There are several things I dislike about that solution:

  • Unisolated subscript usage could lead to crashes, if the code changes (out of bounds exception is not a joke), so extensive and exhaustive testing of all the cases is necessary;
  • Subscripts shadow the intentions behind the code;
  • A preemptive exit point breaks the processing flow;
  • Default value doesn’t look nice.

So, in order to tackle these problems, lets improve the approach we have:

func toTuple is a mere hack, as tuples in Swift are really limited as of now. They can’t conform to protocols, they can’t have functions of their own. In real world, the code generation approach used in SwiftZ for Kinds and Curry is preferred. Sadly, that’s the only way as of now. This function just returns a tuple of 2 first elements of Array, if the Array count is 2, otherwise it returns nil.

As for the return statement, it essentially does the same, as the previous example, with a few quirks:

  • The result of processing is optional, so we default to empty result in case we couldn’t transform inputs into UInt16 or there’s no min value in bounds;
  • bounds.toTuple().map expects a function, that returns a value to be wrapped in Optional by map itself.

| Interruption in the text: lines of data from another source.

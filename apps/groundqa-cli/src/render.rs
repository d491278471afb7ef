use anyhow::{bail, Result};
use serde::Serialize;

use groundqa_core::types::AnswerResult;
use groundqa_eval::EvalReport;

pub const ABSTENTION_NOTICE: &str = "Hinweis: Keine ausreichend relevante Kontextbasis gefunden (Abstention).";

/// Trimmed question, or an error when nothing is left to ask.
pub fn normalize_question(raw: &str) -> Result<&str> {
    let q = raw.trim();
    if q.is_empty() {
        bail!("Bitte gib eine Frage ein.");
    }
    Ok(q)
}

pub fn render_answer(result: &AnswerResult) -> String {
    let mut out = format!("Antwort\n{}\n\n", result.answer.trim());
    if result.abstain {
        out.push_str(ABSTENTION_NOTICE);
    } else {
        out.push_str("Quellen\n");
        out.push_str(&result.citations);
    }
    out
}

#[derive(Serialize)]
struct JsonAnswer<'a> {
    question: &'a str,
    answer: &'a str,
    abstain: bool,
    sources: &'a str,
    fragments: usize,
}

pub fn render_json(question: &str, result: &AnswerResult) -> Result<String> {
    let view = JsonAnswer {
        question,
        answer: result.answer.trim(),
        abstain: result.abstain,
        sources: &result.citations,
        fragments: result.fragments.len(),
    };
    Ok(serde_json::to_string_pretty(&view)?)
}

pub fn render_eval_summary(report: &EvalReport) -> String {
    format!(
        "RAG Abstentions: {}/{}\nNo-RAG Abstentions: {}/{}",
        report.rag_abstentions,
        report.total(),
        report.no_rag_abstentions,
        report.total()
    )
}
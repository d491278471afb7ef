//! Prompt templates for the grounded and the ungrounded answer paths.

use groundqa_core::config::AnswerSettings;
use groundqa_core::types::Fragment;

/// Fragment contents in retrieval order, separated by blank lines.
pub fn build_context(fragments: &[Fragment]) -> String {
    fragments.iter().map(|f| f.content.as_str()).collect::<Vec<_>>().join("\n\n")
}

pub fn grounded_prompt(settings: &AnswerSettings, context: &str, question: &str) -> String {
    format!(
        "Du bist ein wissenschaftlich vorsichtiger Assistent.\n\
         Beantworte die Frage ausschließlich anhand des bereitgestellten Kontexts.\n\
         \n\
         Regeln:\n\
         1) Wenn der Kontext nicht ausreicht, antworte exakt:\n\
         \"{abstention}\"\n\
         2) Erfinde keine Fakten oder Zahlen.\n\
         3) Antworte in {style} und auf {language}.\n\
         \n\
         Kontext:\n\
         {context}\n\
         \n\
         Frage:\n\
         {question}\n\
         \n\
         Antwort:\n",
        abstention = settings.abstention_text,
        style = settings.sentence_style,
        language = settings.language,
    )
}

pub fn baseline_prompt(settings: &AnswerSettings, question: &str) -> String {
    format!(
        "Du bist ein wissenschaftlich vorsichtiger Assistent.\n\
         Antworte in {style} und auf {language}.\n\
         \n\
         Frage:\n\
         {question}\n\
         \n\
         Antwort:\n",
        style = settings.sentence_style,
        language = settings.language,
    )
}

The solution is hardly comprehensible in case you meet such approach for the first time. On the other hand, it is much more readable, when you are used to the approach, and is extensible and robust. It clearly expresses the intentions in terms of data processing. It avoids all the unnecessary duplication. The solution as a whole is a processing chain with no early fallbacks. The only unsafe code is isolated in a separate function, which needs extensive and exhaustive testing and could then be reused everywhere. It could even be written as a single chainable return statement, if swiftc wasn’t too dumb to solve the expression in a reasonable time.

So, it’s basically, up to you, if you would risk trying the approach. If you do, you’ll be amazed at how simple and short your code becomes, how simple it is to handle, modify and abstract out in case duplication arises.

That’s all, folks. Have a great day and stay DRY, no matter, where you are.